No, says Stanley Coren, author of "Do Dogs Dream?: Nearly Everything Your Dog Wants You to Know" (W.W. Norton: 290 pp., $23.95), a professor emeritus of psychology at the University of British Columbia.

"Science has progressed, and we have now come to understand that dogs have all of the same brain structures that produce emotions in humans," explains Coren, although he also cautions us not to make too much of this. "[I]t is important," he adds, "not to go overboard and immediately assume that the emotional ranges of dogs and humans are the same."
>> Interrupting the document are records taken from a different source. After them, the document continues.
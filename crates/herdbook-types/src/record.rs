use serde::de::DeserializeOwned;
use serde::Serialize;

use crate::error::TypeError;
use crate::key::EntityKind;

/// A value that can be persisted under a storage key.
///
/// Records are encoded as self-describing JSON objects whose field names are
/// the historic wire names (`Id_no`, `Owner_nm`, `Remarks`, ...). Decoding is
/// strict about base fields: bytes belonging to a different record type, or
/// truncated bytes, fail with [`TypeError::Decode`].
pub trait Record: Serialize + DeserializeOwned {
    /// The kind this record is stored as.
    const KIND: EntityKind;

    fn encode(&self) -> Result<Vec<u8>, TypeError> {
        serde_json::to_vec(self).map_err(|e| TypeError::Encode {
            kind: Self::KIND,
            reason: e.to_string(),
        })
    }

    fn decode(bytes: &[u8]) -> Result<Self, TypeError> {
        serde_json::from_slice(bytes).map_err(|e| TypeError::Decode {
            kind: Self::KIND,
            reason: e.to_string(),
        })
    }
}
//! Point lookups and range listings.

use std::marker::PhantomData;

use herdbook_store::{KeyValueStore, KvScan};
use herdbook_types::{Cow, EntityKind, Owner, Record};
use serde::Serialize;
use tracing::debug;

use crate::error::{LedgerError, LedgerResult};
use crate::ledger::{decode_at, Herdbook};

/// A lazy, one-shot listing of every record of type `R` in key order.
///
/// Keys come back in the store's byte order, so `COW10` precedes `COW2`.
/// Dropping the listing releases the underlying scan, whether or not it was
/// run to the end.
pub struct Listing<'a, R> {
    scan: KvScan<'a>,
    _record: PhantomData<R>,
}

impl<R: Record> Iterator for Listing<'_, R> {
    type Item = LedgerResult<(String, R)>;

    fn next(&mut self) -> Option<Self::Item> {
        let entry = match self.scan.next()? {
            Ok(entry) => entry,
            Err(e) => return Some(Err(e.into())),
        };
        Some(decode_at(&entry.key, &entry.value).map(|record| (entry.key, record)))
    }
}

impl<R> std::fmt::Debug for Listing<'_, R> {
    fn fmt(&self, f: &mut std::fmt::Formatter<'_>) -> std::fmt::Result {
        f.debug_struct("Listing").field("scan", &self.scan).finish()
    }
}

#[derive(Serialize)]
struct Listed<'a, R> {
    #[serde(rename = "Key")]
    key: &'a str,
    #[serde(rename = "Record")]
    record: &'a R,
}

impl<S: KeyValueStore> Herdbook<S> {
    /// Raw bytes stored at `key`, or `None` when absent.
    ///
    /// `kind_token` must be exactly one of the type prefixes (`COW`,
    /// `OWNER`, ...).
    pub fn query(&self, kind_token: &str, key: &str) -> LedgerResult<Option<Vec<u8>>> {
        let kind = EntityKind::parse(kind_token)
            .map_err(|_| LedgerError::UnknownType(kind_token.to_string()))?;
        let bytes = self.store().get(key)?;
        debug!(%kind, key, found = bytes.is_some(), "point query");
        Ok(bytes)
    }

    /// Every record of type `R` inside the configured listing window.
    pub fn list<R: Record>(&self) -> LedgerResult<Listing<'_, R>> {
        let (start, end) = self.config().listing.range_for(R::KIND);
        let scan = self.store().scan(start.as_str(), end.as_str())?;
        debug!(kind = %R::KIND, %start, %end, "range listing opened");
        Ok(Listing {
            scan,
            _record: PhantomData,
        })
    }

    /// The listing of `R` rendered as `[{"Key": .., "Record": ..}, ..]`.
    pub fn query_all_json<R: Record>(&self) -> LedgerResult<Vec<u8>> {
        let records = self.list::<R>()?.collect::<LedgerResult<Vec<_>>>()?;
        let listed: Vec<_> = records
            .iter()
            .map(|(key, record)| Listed { key, record })
            .collect();
        serde_json::to_vec(&listed).map_err(|e| LedgerError::Encoding {
            kind: R::KIND,
            key: R::KIND.prefix().to_string(),
            reason: e.to_string(),
        })
    }

    pub fn query_all_cows(&self) -> LedgerResult<Vec<u8>> {
        self.query_all_json::<Cow>()
    }

    pub fn query_all_owners(&self) -> LedgerResult<Vec<u8>> {
        self.query_all_json::<Owner>()
    }
}
//! Register-style transactions.
//!
//! Registration is an unconditional upsert under the caller-chosen key.
//! Transactions that also write a side record (HACCP, RFID, bundle) load and
//! patch their target first, then write both records in one batch.

use herdbook_store::KeyValueStore;
use herdbook_types::{
    Bundle, BundleStage, Cow, Haccp, Owner, OwnerKind, OwnerProfile, RemarkTrail, TagAttachment,
    TypeError,
};
use tracing::info;

use crate::error::{LedgerError, LedgerResult};
use crate::ledger::{Annotated, Herdbook};
use crate::remarks::{HACCP_LINK, RFID_LINK};

/// Identity fields of a cow being registered.
#[derive(Clone, Debug, PartialEq, Eq)]
pub struct CowRegistration {
    pub id_no: String,
    pub birth_date: String,
    pub sex: String,
    pub father_id: String,
    pub mother_id: String,
    pub origin: String,
}

impl CowRegistration {
    /// Build the cow record around a snapshot of `owner`.
    pub fn into_cow(self, owner: Owner) -> Cow {
        Cow {
            id_no: self.id_no,
            birth_date: self.birth_date,
            sex: self.sex,
            father_id: self.father_id,
            mother_id: self.mother_id,
            origin: self.origin,
            owner,
            remarks: RemarkTrail::new(),
        }
    }
}

impl<S: KeyValueStore> Herdbook<S> {
    /// Register a cow under `key`, held by the owner stored at `owner_key`.
    ///
    /// The owner must already exist; nothing is written otherwise. The cow
    /// embeds a full copy of the owner, remark trail included.
    pub fn register_cow(
        &self,
        key: &str,
        registration: CowRegistration,
        owner_key: &str,
    ) -> LedgerResult<Cow> {
        let owner: Owner = self.load(owner_key)?;
        let cow = registration.into_cow(owner);
        self.save(key, &cow)?;
        info!(key, owner = owner_key, id_no = %cow.id_no, "cow registered");
        Ok(cow)
    }

    /// Register an owner under `key` with its subtype profile.
    ///
    /// The profile's subtype must be the one selected by the owner
    /// identifier's prefix.
    pub fn register_owner(
        &self,
        key: &str,
        owner: Owner,
        profile: &OwnerProfile,
    ) -> LedgerResult<Owner> {
        let kind = owner_kind(&owner.id)?;
        if kind != profile.kind() {
            return Err(LedgerError::UnknownDiscriminator(owner.id));
        }
        let owner = owner.with_profile(profile);
        self.save(key, &owner)?;
        info!(key, owner_id = %owner.id, kind = %kind, "owner registered");
        Ok(owner)
    }

    /// Store a HACCP certificate and note it on the certified owner.
    pub fn register_haccp(
        &self,
        haccp_key: &str,
        owner_key: &str,
        haccp: Haccp,
    ) -> LedgerResult<Owner> {
        let mut owner: Owner = self.load(owner_key)?;
        let link = HACCP_LINK.remarks(&[haccp_key.to_string(), haccp.validity_date.clone()])?;
        owner.remarks_mut().append(link);
        self.save_linked(haccp_key, &haccp, owner_key, &owner)?;
        info!(haccp = haccp_key, owner = owner_key, "haccp registered");
        Ok(owner)
    }

    /// Attach the RFID tag `tag_key` to the cow at `cow_key`.
    pub fn register_rfid(&self, cow_key: &str, tag_key: &str) -> LedgerResult<Cow> {
        let mut cow: Cow = self.load(cow_key)?;
        let tag = TagAttachment {
            cow_key: cow_key.to_string(),
            tag_id: tag_key.to_string(),
        };
        let link = RFID_LINK.remarks(&[tag.cow_key.clone(), tag.tag_id.clone()])?;
        cow.remarks_mut().append(link);
        self.save_linked(tag_key, &tag, cow_key, &cow)?;
        info!(cow = cow_key, tag = tag_key, "rfid registered");
        Ok(cow)
    }

    /// Store a package lot and flatten it onto its source cow.
    pub fn register_bundle(
        &self,
        stage: BundleStage,
        bundle_key: &str,
        bundle: Bundle,
    ) -> LedgerResult<Cow> {
        let cow_key = bundle.cow_key.clone();
        let mut cow: Cow = self.load(&cow_key)?;
        cow.remarks_mut().append(bundle.to_remarks(stage));
        self.save_linked(bundle_key, &bundle, &cow_key, &cow)?;
        info!(
            bundle = bundle_key,
            cow = %cow_key,
            stage = stage.namespace(),
            "bundle registered"
        );
        Ok(cow)
    }
}

/// Owner subtype selected by an identifier, as a ledger error.
pub(crate) fn owner_kind(id: &str) -> LedgerResult<OwnerKind> {
    OwnerKind::from_discriminator(id).map_err(|_| LedgerError::UnknownDiscriminator(id.to_string()))
}

/// Typed profile from positional extra fields, as a ledger error.
pub(crate) fn owner_profile(
    kind: OwnerKind,
    values: &[String],
    transaction: &'static str,
) -> LedgerResult<OwnerProfile> {
    OwnerProfile::from_fields(kind, values).map_err(|e| match e {
        TypeError::ProfileFields {
            expected, actual, ..
        } => LedgerError::Arity {
            transaction,
            expected: expected + 7,
            actual: actual + 7,
        },
        other => LedgerError::UnknownDiscriminator(other.to_string()),
    })
}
In other words, when Fido starts wagging his tail wildly as you walk up the driveway at the end of the day, don't misunderstand: That pooch is definitely thrilled to see you. It's just that his notions of attachment are a little different than ours.

Coren explores many areas of canine behavior — including whether they sweat or dream. "[I]t would be more surprising if dogs didn't dream," he writes, considering those similarities in their brains.

At the same time, he addresses various myths and anecdotes that have arisen around canine behavior. Can dogs, for instance, detect cancer? Some medical tests seem to suggest that their noses can uncover lung, bladder, breast and other cancers. "Perhaps sometime in the future, that 'lab test' you get for possible cancer may well come in the form of some educated sniffing by a Labrador Retriever," Coren muses.

Maybe so, but for now I think I'll put my trust in a CT scan.